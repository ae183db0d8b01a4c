//! ProviderRouter (§4.5): routes a call to the telephony provider that owns
//! the target voice agent, behind the async-trait `Provider` contract the
//! teacher uses for its transport backends (`Service`-style trait objects
//! rather than an enum, since new providers are added without touching the
//! dispatcher).

use std::collections::HashSet;
use std::sync::Arc;
use std::time::Duration;

use async_trait::async_trait;
use serde_json::Value as Json;

use callhub_core::ids::AgentRef;
use callhub_core::AppError;

#[derive(Clone, Debug)]
pub struct PlaceCallRequest {
    pub idempotency_key: String,
    pub agent: AgentRef,
    pub from_e164: Option<String>,
    pub to_e164: String,
    pub metadata: Json,
}

#[derive(Clone, Debug)]
pub struct PlaceCallResponse {
    pub provider_call_id: String,
    pub raw: Json,
}

#[derive(Clone, Debug)]
pub struct CallStatusResponse {
    pub status: String,
    pub duration_seconds: Option<i32>,
    pub recording_url: Option<String>,
    pub raw: Json,
}

/// A remote telephony backend. Implementations talk HTTP (or whatever
/// transport the backend needs); the dispatcher only sees this contract.
#[async_trait]
pub trait Provider: Send + Sync {
    fn name(&self) -> &str;
    async fn place_call(&self, req: PlaceCallRequest) -> Result<PlaceCallResponse, AppError>;
    async fn get_call_status(&self, provider_call_id: &str) -> Result<CallStatusResponse, AppError>;
    async fn cancel_call(&self, provider_call_id: &str) -> Result<(), AppError>;
}

/// Picks the provider that owns `agent`, honoring the reserved agent-id
/// literals (`"24"` routes to the legacy provider, `"VAPI"` to the VAPI
/// backend) before falling back to the tenant's configured default, and
/// skipping providers named in `provider_temporary_disable`.
pub struct ProviderRouter {
    providers: Vec<Arc<dyn Provider>>,
    default_provider: String,
    temporarily_disabled: HashSet<String>,
}

impl ProviderRouter {
    pub fn new(
        providers: Vec<Arc<dyn Provider>>,
        default_provider: String,
        temporarily_disabled: HashSet<String>,
    ) -> Self {
        ProviderRouter { providers, default_provider, temporarily_disabled }
    }

    pub fn route(&self, agent: &AgentRef) -> Result<Arc<dyn Provider>, AppError> {
        let target_name = match agent {
            AgentRef::Named(name) if name == "VAPI" => "vapi",
            AgentRef::Numeric(24) => "legacy",
            _ => self.default_provider.as_str(),
        };

        self.providers
            .iter()
            .find(|p| p.name() == target_name && !self.temporarily_disabled.contains(p.name()))
            .cloned()
            .ok_or(AppError::NoProvider)
    }
}

/// HTTP-backed provider used in production. Talks a generic "start call"
/// REST contract; concrete backends that deviate get their own
/// implementation alongside this one.
pub struct HttpProvider {
    name: String,
    base_url: String,
    client: reqwest::Client,
}

impl HttpProvider {
    pub fn new(name: impl Into<String>, base_url: impl Into<String>) -> Self {
        let client = reqwest::Client::builder()
            .timeout(Duration::from_secs(30))
            .build()
            .expect("reqwest client config is static and valid");
        HttpProvider { name: name.into(), base_url: base_url.into(), client }
    }
}

#[async_trait]
impl Provider for HttpProvider {
    fn name(&self) -> &str {
        &self.name
    }

    async fn place_call(&self, req: PlaceCallRequest) -> Result<PlaceCallResponse, AppError> {
        let url = format!("{}/calls", self.base_url);
        let response = self
            .client
            .post(&url)
            .header("idempotency-key", &req.idempotency_key)
            .json(&serde_json::json!({
                "agent": req.agent.to_string(),
                "from": req.from_e164,
                "to": req.to_e164,
                "metadata": req.metadata,
            }))
            .send()
            .await
            .map_err(|e| AppError::ProviderFailed { message: e.to_string(), upstream_detail: None })?;

        if !response.status().is_success() {
            let status = response.status();
            let body: Json = response.json().await.unwrap_or(Json::Null);
            return Err(AppError::ProviderFailed {
                message: format!("provider {} returned {}", self.name, status),
                upstream_detail: Some(body),
            });
        }

        let body: Json = response
            .json()
            .await
            .map_err(|e| AppError::ProviderFailed { message: e.to_string(), upstream_detail: None })?;
        let provider_call_id = body
            .get("id")
            .and_then(Json::as_str)
            .ok_or_else(|| AppError::ProviderFailed {
                message: "provider response missing call id".to_string(),
                upstream_detail: Some(body.clone()),
            })?
            .to_string();

        Ok(PlaceCallResponse { provider_call_id, raw: body })
    }

    async fn get_call_status(&self, provider_call_id: &str) -> Result<CallStatusResponse, AppError> {
        let url = format!("{}/calls/{}", self.base_url, provider_call_id);
        let response = self
            .client
            .get(&url)
            .send()
            .await
            .map_err(|e| AppError::ProviderFailed { message: e.to_string(), upstream_detail: None })?;
        let body: Json = response
            .json()
            .await
            .map_err(|e| AppError::ProviderFailed { message: e.to_string(), upstream_detail: None })?;

        Ok(CallStatusResponse {
            status: body.get("status").and_then(Json::as_str).unwrap_or("unknown").to_string(),
            duration_seconds: body.get("duration_seconds").and_then(Json::as_i64).map(|v| v as i32),
            recording_url: body.get("recording_url").and_then(Json::as_str).map(str::to_string),
            raw: body,
        })
    }

    async fn cancel_call(&self, provider_call_id: &str) -> Result<(), AppError> {
        let url = format!("{}/calls/{}/cancel", self.base_url, provider_call_id);
        let response = self
            .client
            .post(&url)
            .send()
            .await
            .map_err(|e| AppError::ProviderFailed { message: e.to_string(), upstream_detail: None })?;
        if !response.status().is_success() {
            return Err(AppError::ProviderFailed {
                message: format!("provider {} refused cancel", self.name),
                upstream_detail: None,
            });
        }
        Ok(())
    }
}

#[cfg(test)]
pub mod mock {
    use super::*;
    use std::sync::Mutex;

    /// In-memory provider double for dispatcher/batch tests.
    pub struct MockProvider {
        pub name: String,
        pub calls: Mutex<Vec<PlaceCallRequest>>,
        pub fail_next: std::sync::atomic::AtomicBool,
    }

    impl MockProvider {
        pub fn new(name: impl Into<String>) -> Self {
            MockProvider {
                name: name.into(),
                calls: Mutex::new(Vec::new()),
                fail_next: std::sync::atomic::AtomicBool::new(false),
            }
        }
    }

    #[async_trait]
    impl Provider for MockProvider {
        fn name(&self) -> &str {
            &self.name
        }

        async fn place_call(&self, req: PlaceCallRequest) -> Result<PlaceCallResponse, AppError> {
            if self.fail_next.swap(false, std::sync::atomic::Ordering::SeqCst) {
                return Err(AppError::ProviderFailed { message: "mock failure".into(), upstream_detail: None });
            }
            let id = format!("mock-{}", self.calls.lock().unwrap().len());
            self.calls.lock().unwrap().push(req);
            Ok(PlaceCallResponse { provider_call_id: id, raw: Json::Null })
        }

        async fn get_call_status(&self, provider_call_id: &str) -> Result<CallStatusResponse, AppError> {
            Ok(CallStatusResponse {
                status: "in-progress".to_string(),
                duration_seconds: None,
                recording_url: None,
                raw: Json::String(provider_call_id.to_string()),
            })
        }

        async fn cancel_call(&self, _provider_call_id: &str) -> Result<(), AppError> {
            Ok(())
        }
    }
}

#[cfg(test)]
mod tests {
    use super::mock::MockProvider;
    use super::*;

    fn router() -> ProviderRouter {
        let providers: Vec<Arc<dyn Provider>> = vec![
            Arc::new(MockProvider::new("default")),
            Arc::new(MockProvider::new("vapi")),
            Arc::new(MockProvider::new("legacy")),
        ];
        ProviderRouter::new(providers, "default".to_string(), HashSet::new())
    }

    #[test]
    fn routes_named_vapi_agent_to_vapi_provider() {
        let r = router();
        let provider = r.route(&AgentRef::Named("VAPI".to_string())).unwrap();
        assert_eq!(provider.name(), "vapi");
    }

    #[test]
    fn routes_reserved_numeric_agent_24_to_legacy_provider() {
        let r = router();
        let provider = r.route(&AgentRef::Numeric(24)).unwrap();
        assert_eq!(provider.name(), "legacy");
    }

    #[test]
    fn routes_ordinary_agent_to_default_provider() {
        let r = router();
        let provider = r.route(&AgentRef::Numeric(1001)).unwrap();
        assert_eq!(provider.name(), "default");
    }

    #[test]
    fn temporarily_disabled_default_provider_yields_no_provider() {
        let providers: Vec<Arc<dyn Provider>> = vec![Arc::new(MockProvider::new("default"))];
        let mut disabled = HashSet::new();
        disabled.insert("default".to_string());
        let r = ProviderRouter::new(providers, "default".to_string(), disabled);
        assert!(matches!(r.route(&AgentRef::Numeric(5)), Err(AppError::NoProvider)));
    }
}
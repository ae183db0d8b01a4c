use sqlx::PgPool;

use callhub_core::error::AppError;
use callhub_core::ids::TenantId;

use crate::model::Tenant;
use crate::schema::{qualify, validate_schema_identifier};

pub struct TenantsRepo;

impl TenantsRepo {
    pub async fn find(
        pool: &PgPool,
        schema: &str,
        tenant_id: TenantId,
    ) -> Result<Option<Tenant>, AppError> {
        validate_schema_identifier(schema)?;
        let sql = format!(
            "SELECT id, display_name, plan_id, status, metadata, created_at, deleted_at FROM {} \
             WHERE id = $1 AND deleted_at IS NULL",
            qualify(schema, "tenants")
        );
        sqlx::query_as(&sql)
            .bind(tenant_id)
            .fetch_optional(pool)
            .await
            .map_err(AppError::internal)
    }
}
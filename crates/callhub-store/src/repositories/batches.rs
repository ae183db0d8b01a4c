use chrono::Utc;
use serde_json::Value as Json;
use sqlx::{PgPool, Postgres, Transaction};

use callhub_core::error::AppError;
use callhub_core::ids::{BatchEntryId, BatchId, CallLogId, SubjectId, TenantId};

use crate::model::{Batch, BatchEntry, BatchEntryStatus, BatchStatus};
use crate::pagination::{Page, PageRequest};
use crate::schema::{qualify, validate_schema_identifier};

pub struct BatchesRepo;

const BATCH_COLUMNS: &str = "id, tenant_id, status, total_calls, completed_calls, failed_calls, \
     initiated_by, agent_id, scheduled_at, started_at, finished_at, metadata, cancel_requested";

const ENTRY_COLUMNS: &str = "id, batch_id, tenant_id, to_country_code, to_base_number, lead_ref, \
     status, call_log_id, last_error, retry_count";

pub struct NewBatchEntry {
    pub to_country_code: String,
    pub to_base_number: String,
    pub lead_ref: Option<String>,
}

impl BatchesRepo {
    pub async fn create(
        tx: &mut Transaction<'_, Postgres>,
        schema: &str,
        tenant_id: TenantId,
        initiated_by: SubjectId,
        agent_id: i64,
        entries: Vec<NewBatchEntry>,
        metadata: Json,
    ) -> Result<(Batch, Vec<BatchEntry>), AppError> {
        validate_schema_identifier(schema)?;
        let batch_table = qualify(schema, "batches");
        let id = BatchId::new();
        let total = entries.len() as i32;
        let insert_batch = format!(
            "INSERT INTO {batch_table} \
             (id, tenant_id, status, total_calls, completed_calls, failed_calls, initiated_by, \
              agent_id, scheduled_at, metadata, cancel_requested) \
             VALUES ($1,$2,'pending',$3,0,0,$4,$5,$6,$7,false) \
             RETURNING {BATCH_COLUMNS}"
        );
        let batch: Batch = sqlx::query_as(&insert_batch)
            .bind(id)
            .bind(tenant_id)
            .bind(total)
            .bind(initiated_by)
            .bind(agent_id)
            .bind(Utc::now())
            .bind(metadata)
            .fetch_one(&mut **tx)
            .await
            .map_err(AppError::internal)?;

        let entry_table = qualify(schema, "batch_entries");
        let mut created = Vec::with_capacity(entries.len());
        for entry in entries {
            let entry_id = BatchEntryId::new();
            let insert_entry = format!(
                "INSERT INTO {entry_table} \
                 (id, batch_id, tenant_id, to_country_code, to_base_number, lead_ref, status, \
                  retry_count) \
                 VALUES ($1,$2,$3,$4,$5,$6,'pending',0) \
                 RETURNING {ENTRY_COLUMNS}"
            );
            let row: BatchEntry = sqlx::query_as(&insert_entry)
                .bind(entry_id)
                .bind(id)
                .bind(tenant_id)
                .bind(entry.to_country_code)
                .bind(entry.to_base_number)
                .bind(entry.lead_ref)
                .fetch_one(&mut **tx)
                .await
                .map_err(AppError::internal)?;
            created.push(row);
        }

        Ok((batch, created))
    }

    pub async fn find(
        pool: &PgPool,
        schema: &str,
        tenant_id: TenantId,
        id: BatchId,
    ) -> Result<Option<Batch>, AppError> {
        validate_schema_identifier(schema)?;
        let sql = format!(
            "SELECT {BATCH_COLUMNS} FROM {} WHERE tenant_id = $1 AND id = $2",
            qualify(schema, "batches")
        );
        sqlx::query_as(&sql)
            .bind(tenant_id)
            .bind(id)
            .fetch_optional(pool)
            .await
            .map_err(AppError::internal)
    }

    pub async fn list(
        pool: &PgPool,
        schema: &str,
        tenant_id: TenantId,
        page: PageRequest,
    ) -> Result<Page<Batch>, AppError> {
        validate_schema_identifier(schema)?;
        let table = qualify(schema, "batches");
        let sql = format!(
            "SELECT {BATCH_COLUMNS} FROM {table} WHERE tenant_id = $1 \
             ORDER BY scheduled_at DESC OFFSET $2 LIMIT $3"
        );
        let data: Vec<Batch> = sqlx::query_as(&sql)
            .bind(tenant_id)
            .bind(page.offset())
            .bind(page.limit())
            .fetch_all(pool)
            .await
            .map_err(AppError::internal)?;
        let (total,): (i64,) = sqlx::query_as(&format!(
            "SELECT COUNT(*) FROM {table} WHERE tenant_id = $1"
        ))
        .bind(tenant_id)
        .fetch_one(pool)
        .await
        .map_err(AppError::internal)?;
        Ok(Page { data, total, page: page.page, limit: page.limit })
    }

    pub async fn set_status(
        tx: &mut Transaction<'_, Postgres>,
        schema: &str,
        tenant_id: TenantId,
        id: BatchId,
        status: BatchStatus,
    ) -> Result<(), AppError> {
        validate_schema_identifier(schema)?;
        let finished = matches!(
            status,
            BatchStatus::Finished | BatchStatus::Canceled | BatchStatus::Failed
        );
        let sql = format!(
            "UPDATE {} SET status = $3, \
                started_at = CASE WHEN $3 = 'running' THEN now() ELSE started_at END, \
                finished_at = CASE WHEN $4 THEN now() ELSE finished_at END \
             WHERE tenant_id = $1 AND id = $2",
            qualify(schema, "batches")
        );
        sqlx::query(&sql)
            .bind(tenant_id)
            .bind(id)
            .bind(status)
            .bind(finished)
            .execute(&mut **tx)
            .await
            .map_err(AppError::internal)?;
        Ok(())
    }

    pub async fn request_cancel(
        pool: &PgPool,
        schema: &str,
        tenant_id: TenantId,
        id: BatchId,
    ) -> Result<bool, AppError> {
        validate_schema_identifier(schema)?;
        let sql = format!(
            "UPDATE {} SET cancel_requested = true, status = 'canceling' \
             WHERE tenant_id = $1 AND id = $2 AND status NOT IN ('finished','canceled','failed')",
            qualify(schema, "batches")
        );
        let result = sqlx::query(&sql)
            .bind(tenant_id)
            .bind(id)
            .execute(pool)
            .await
            .map_err(AppError::internal)?;
        Ok(result.rows_affected() > 0)
    }

    pub async fn is_cancel_requested(
        pool: &PgPool,
        schema: &str,
        tenant_id: TenantId,
        id: BatchId,
    ) -> Result<bool, AppError> {
        validate_schema_identifier(schema)?;
        let sql = format!(
            "SELECT cancel_requested FROM {} WHERE tenant_id = $1 AND id = $2",
            qualify(schema, "batches")
        );
        let row: Option<(bool,)> = sqlx::query_as(&sql)
            .bind(tenant_id)
            .bind(id)
            .fetch_optional(pool)
            .await
            .map_err(AppError::internal)?;
        Ok(row.map(|(v,)| v).unwrap_or(false))
    }

    /// Increments the batch's completed/failed counters atomically and
    /// returns the refreshed row, enforcing P6 at the row-update level.
    pub async fn record_entry_outcome(
        tx: &mut Transaction<'_, Postgres>,
        schema: &str,
        tenant_id: TenantId,
        id: BatchId,
        succeeded: bool,
    ) -> Result<Batch, AppError> {
        validate_schema_identifier(schema)?;
        let column = if succeeded { "completed_calls" } else { "failed_calls" };
        let sql = format!(
            "UPDATE {} SET {column} = {column} + 1 WHERE tenant_id = $1 AND id = $2 \
             RETURNING {BATCH_COLUMNS}",
            qualify(schema, "batches")
        );
        sqlx::query_as(&sql)
            .bind(tenant_id)
            .bind(id)
            .fetch_one(&mut **tx)
            .await
            .map_err(AppError::internal)
    }

    pub async fn list_entries(
        pool: &PgPool,
        schema: &str,
        tenant_id: TenantId,
        batch_id: BatchId,
    ) -> Result<Vec<BatchEntry>, AppError> {
        validate_schema_identifier(schema)?;
        let sql = format!(
            "SELECT {ENTRY_COLUMNS} FROM {} WHERE tenant_id = $1 AND batch_id = $2 ORDER BY id",
            qualify(schema, "batch_entries")
        );
        sqlx::query_as(&sql)
            .bind(tenant_id)
            .bind(batch_id)
            .fetch_all(pool)
            .await
            .map_err(AppError::internal)
    }

    pub async fn mark_entry_dispatching(
        pool: &PgPool,
        schema: &str,
        tenant_id: TenantId,
        entry_id: BatchEntryId,
    ) -> Result<(), AppError> {
        validate_schema_identifier(schema)?;
        let sql = format!(
            "UPDATE {} SET status = 'dispatching' WHERE tenant_id = $1 AND id = $2 AND status = 'pending'",
            qualify(schema, "batch_entries")
        );
        sqlx::query(&sql)
            .bind(tenant_id)
            .bind(entry_id)
            .execute(pool)
            .await
            .map_err(AppError::internal)?;
        Ok(())
    }

    pub async fn complete_entry(
        pool: &PgPool,
        schema: &str,
        tenant_id: TenantId,
        entry_id: BatchEntryId,
        status: BatchEntryStatus,
        call_log_id: Option<CallLogId>,
        last_error: Option<&str>,
    ) -> Result<(), AppError> {
        validate_schema_identifier(schema)?;
        let sql = format!(
            "UPDATE {} SET status = $3, call_log_id = COALESCE($4, call_log_id), \
                last_error = COALESCE($5, last_error) \
             WHERE tenant_id = $1 AND id = $2",
            qualify(schema, "batch_entries")
        );
        sqlx::query(&sql)
            .bind(tenant_id)
            .bind(entry_id)
            .bind(status)
            .bind(call_log_id)
            .bind(last_error)
            .execute(pool)
            .await
            .map_err(AppError::internal)?;
        Ok(())
    }
}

※ ※ ※

> _Activity_
Reproduce the listing word for word from its first line up to and including the line with "teacher uses for". Give no other lines.

> _Answer to this task_
repository ae183db0d8b01a4c
//! ProviderRouter (§4.5): routes a call to the telephony provider that owns
//! the target voice agent, behind the async-trait `Provider` contract the
//! teacher uses for its transport backends (`Service`-style trait objects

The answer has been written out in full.